[Opening STORED DATA section]
#![allow(dead_code)]

//! In-process fake of the link service, served by axum on a random port.

use axum::{
    Json, Router,
    extract::{Path, State},
    http::StatusCode,
    response::{IntoResponse, Response},
    routing::get,
};
use chrono::Utc;
use serde_json::{Value, json};
use std::sync::{Arc, Mutex};
use std::time::Duration;
use tinylink::domain::entities::Link;
use tinylink::infrastructure::http::HttpLinkRepository;
use tokio::net::TcpListener;
use tokio::task::JoinHandle;
use url::Url;

#[derive(Default)]
struct FakeState {
    links: Mutex<Vec<Link>>,
    /// Every route answers with this status and an empty body while set.
    failure: Mutex<Option<StatusCode>>,
    delay: Mutex<Duration>,
    generated: Mutex<u32>,
}

impl FakeState {
    async fn gate(&self) -> Option<Response> {
        let delay = *self.delay.lock().unwrap();
        if !delay.is_zero() {
            tokio::time::sleep(delay).await;
        }
        let failure = *self.failure.lock().unwrap();
        failure.map(IntoResponse::into_response)
    }
}

pub struct FakeLinkService {
    pub base: Url,
    state: Arc<FakeState>,
    handle: JoinHandle<()>,
}

impl FakeLinkService {
    pub async fn start() -> Self {
        Self::with_links(Vec::new()).await
    }

    pub async fn with_links(links: Vec<Link>) -> Self {
        let state = Arc::new(FakeState {
            links: Mutex::new(links),
            ..Default::default()
        });

        let app = Router::new()
            .route("/api/links", get(list_links).post(create_link))
            .route("/api/links/{code}", get(get_link).delete(delete_link))
            .with_state(state.clone());

        let listener = TcpListener::bind("127.0.0.1:0").await.unwrap();
        let addr = listener.local_addr().unwrap();
        let handle = tokio::spawn(async move {
            axum::serve(listener, app).await.unwrap();
        });

        Self {
            base: Url::parse(&format!("http://{addr}")).unwrap(),
            state,
            handle,
        }
    }

    pub fn repository(&self) -> HttpLinkRepository {
        HttpLinkRepository::new(&self.base, Duration::from_secs(5)).unwrap()
    }

    pub fn fail_with(&self, status: StatusCode) {
        *self.state.failure.lock().unwrap() = Some(status);
    }

    pub fn recover(&self) {
        *self.state.failure.lock().unwrap() = None;
    }

    pub fn set_delay(&self, delay: Duration) {
        *self.state.delay.lock().unwrap() = delay;
    }

    pub fn codes(&self) -> Vec<String> {
        self.state
            .links
            .lock()
            .unwrap()
            .iter()
            .map(|l| l.code.clone())
            .collect()
    }

    /// Simulates a visit through the redirect endpoint.
    pub fn record_click(&self, code: &str) {
        let mut links = self.state.links.lock().unwrap();
        if let Some(link) = links.iter_mut().find(|l| l.code == code) {
            link.total_clicks += 1;
            link.last_clicked_at = Some(Utc::now());
        }
    }
}

impl Drop for FakeLinkService {
    fn drop(&mut self) {
        self.handle.abort();
    }
}

/// A base URL nothing is listening on.
pub async fn unreachable_base() -> Url {
    let listener = TcpListener::bind("127.0.0.1:0").await.unwrap();
    let addr = listener.local_addr().unwrap();
    drop(listener);
    Url::parse(&format!("http://{addr}")).unwrap()
}

pub fn link(code: &str, target_url: &str, clicks: u64) -> Link {
    let mut link = Link::new(code, target_url, Utc::now());
    link.total_clicks = clicks;
    link
}

fn error(status: StatusCode, message: &str) -> Response {
    (status, Json(json!({ "error": message }))).into_response()
}

async fn list_links(State(state): State<Arc<FakeState>>) -> Response {
    if let Some(failure) = state.gate().await {
        return failure;
    }
    let links = state.links.lock().unwrap().clone();
    Json(links).into_response()
}

async fn get_link(State(state): State<Arc<FakeState>>, Path(code): Path<String>) -> Response {
    if let Some(failure) = state.gate().await {
        return failure;
    }
    let links = state.links.lock().unwrap();
    match links.iter().find(|l| l.code == code) {
        Some(link) => Json(link.clone()).into_response(),
        None => error(StatusCode::NOT_FOUND, "Link not found"),
    }
}

async fn create_link(State(state): State<Arc<FakeState>>, Json(body): Json<Value>) -> Response {
    if let Some(failure) = state.gate().await {
        return failure;
    }

    let Some(target_url) = body.get("targetUrl").and_then(Value::as_str) else {
        return error(StatusCode::BAD_REQUEST, "targetUrl is required");
    };
    if Url::parse(target_url).is_err() {
        return error(StatusCode::BAD_REQUEST, "Invalid URL");
    }

    let mut links = state.links.lock().unwrap();
    let code = match body.get("code").and_then(Value::as_str) {
        Some(code) if links.iter().any(|l| l.code == code) => {
            return error(StatusCode::CONFLICT, "Code already exists");
        }
        Some(code) => code.to_string(),
        None => {
            let mut generated = state.generated.lock().unwrap();
            *generated += 1;
            format!("gen{:03}", *generated)
        }
    };

    let link = Link::new(code, target_url, Utc::now());
    links.push(link.clone());
    (StatusCode::CREATED, Json(link)).into_response()
}

async fn delete_link(State(state): State<Arc<FakeState>>, Path(code): Path<String>) -> Response {
    if let Some(failure) = state.gate().await {
        return failure;
    }
    let mut links = state.links.lock().unwrap();
    let before = links.len();
    links.retain(|l| l.code != code);
    if links.len() == before {
        error(StatusCode::NOT_FOUND, "Link not found")
    } else {
        StatusCode::NO_CONTENT.into_response()
    }
}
[Closing STORED DATA section]
Every one of the entries must be printed exactly.

* **REPLY TO THE TASK**:
#![allow(dead_code)]

//! In-process fake of the link service, served by axum on a random port.

use axum::{
    Json, Router,
    extract::{Path, State},
    http::StatusCode,
    response::{IntoResponse, Response},
    routing::get,
};
use chrono::Utc;
use serde_json::{Value, json};
use std::sync::{Arc, Mutex};
use std::time::Duration;
use tinylink::domain::entities::Link;
use tinylink::infrastructure::http::HttpLinkRepository;
use tokio::net::TcpListener;
use tokio::task::JoinHandle;
use url::Url;

#[derive(Default)]
struct FakeState {
    links: Mutex<Vec<Link>>,
    /// Every route answers with this status and an empty body while set.
    failure: Mutex<Option<StatusCode>>,
    delay: Mutex<Duration>,
    generated: Mutex<u32>,
}

impl FakeState {
    async fn gate(&self) -> Option<Response> {
        let delay = *self.delay.lock().unwrap();
        if !delay.is_zero() {
            tokio::time::sleep(delay).await;
        }
        let failure = *self.failure.lock().unwrap();
        failure.map(IntoResponse::into_response)
    }
}

pub struct FakeLinkService {
    pub base: Url,
    state: Arc<FakeState>,
    handle: JoinHandle<()>,
}

impl FakeLinkService {
    pub async fn start() -> Self {
        Self::with_links(Vec::new()).await
    }

    pub async fn with_links(links: Vec<Link>) -> Self {
        let state = Arc::new(FakeState {
            links: Mutex::new(links),
            ..Default::default()
        });

        let app = Router::new()
            .route("/api/links", get(list_links).post(create_link))
            .route("/api/links/{code}", get(get_link).delete(delete_link))
            .with_state(state.clone());

        let listener = TcpListener::bind("127.0.0.1:0").await.unwrap();
        let addr = listener.local_addr().unwrap();
        let handle = tokio::spawn(async move {
            axum::serve(listener, app).await.unwrap();
        });

        Self {
            base: Url::parse(&format!("http://{addr}")).unwrap(),
            state,
            handle,
        }
    }

    pub fn repository(&self) -> HttpLinkRepository {
        HttpLinkRepository::new(&self.base, Duration::from_secs(5)).unwrap()
    }

    pub fn fail_with(&self, status: StatusCode) {
        *self.state.failure.lock().unwrap() = Some(status);
    }

    pub fn recover(&self) {
        *self.state.failure.lock().unwrap() = None;
    }

    pub fn set_delay(&self, delay: Duration) {
        *self.state.delay.lock().unwrap() = delay;
    }

    pub fn codes(&self) -> Vec<String> {
        self.state
            .links
            .lock()
            .unwrap()
            .iter()
            .map(|l| l.code.clone())
            .collect()
    }

    /// Simulates a visit through the redirect endpoint.
    pub fn record_click(&self, code: &str) {
        let mut links = self.state.links.lock().unwrap();
        if let Some(link) = links.iter_mut().find(|l| l.code == code) {
            link.total_clicks += 1;
            link.last_clicked_at = Some(Utc::now());
        }
    }
}

impl Drop for FakeLinkService {
    fn drop(&mut self) {
        self.handle.abort();
    }
}

/// A base URL nothing is listening on.
pub async fn unreachable_base() -> Url {
    let listener = TcpListener::bind("127.0.0.1:0").await.unwrap();
    let addr = listener.local_addr().unwrap();
    drop(listener);
    Url::parse(&format!("http://{addr}")).unwrap()
}

pub fn link(code: &str, target_url: &str, clicks: u64) -> Link {
    let mut link = Link::new(code, target_url, Utc::now());
    link.total_clicks = clicks;
    link
}

fn error(status: StatusCode, message: &str) -> Response {
    (status, Json(json!({ "error": message }))).into_response()
}

async fn list_links(State(state): State<Arc<FakeState>>) -> Response {
    if let Some(failure) = state.gate().await {
        return failure;
    }
    let links = state.links.lock().unwrap().clone();
    Json(links).into_response()
}

async fn get_link(State(state): State<Arc<FakeState>>, Path(code): Path<String>) -> Response {
    if let Some(failure) = state.gate().await {
        return failure;
    }
    let links = state.links.lock().unwrap();
    match links.iter().find(|l| l.code == code) {
        Some(link) => Json(link.clone()).into_response(),
        None => error(StatusCode::NOT_FOUND, "Link not found"),
    }
}

async fn create_link(State(state): State<Arc<FakeState>>, Json(body): Json<Value>) -> Response {
    if let Some(failure) = state.gate().await {
        return failure;
    }

    let Some(target_url) = body.get("targetUrl").and_then(Value::as_str) else {
        return error(StatusCode::BAD_REQUEST, "targetUrl is required");
    };
    if Url::parse(target_url).is_err() {
        return error(StatusCode::BAD_REQUEST, "Invalid URL");
    }

    let mut links = state.links.lock().unwrap();
    let code = match body.get("code").and_then(Value::as_str) {
        Some(code) if links.iter().any(|l| l.code == code) => {
            return error(StatusCode::CONFLICT, "Code already exists");
        }
        Some(code) => code.to_string(),
        None => {
            let mut generated = state.generated.lock().unwrap();
            *generated += 1;
            format!("gen{:03}", *generated)
        }
    };

    let link = Link::new(code, target_url, Utc::now());
    links.push(link.clone());
    (StatusCode::CREATED, Json(link)).into_response()
}

async fn delete_link(State(state): State<Arc<FakeState>>, Path(code): Path<String>) -> Response {
    if let Some(failure) = state.gate().await {
        return failure;
    }
    let mut links = state.links.lock().unwrap();
    let before = links.len();
    links.retain(|l| l.code != code);
    if links.len() == before {
        error(StatusCode::NOT_FOUND, "Link not found")
    } else {
        StatusCode::NO_CONTENT.into_response()
    }
}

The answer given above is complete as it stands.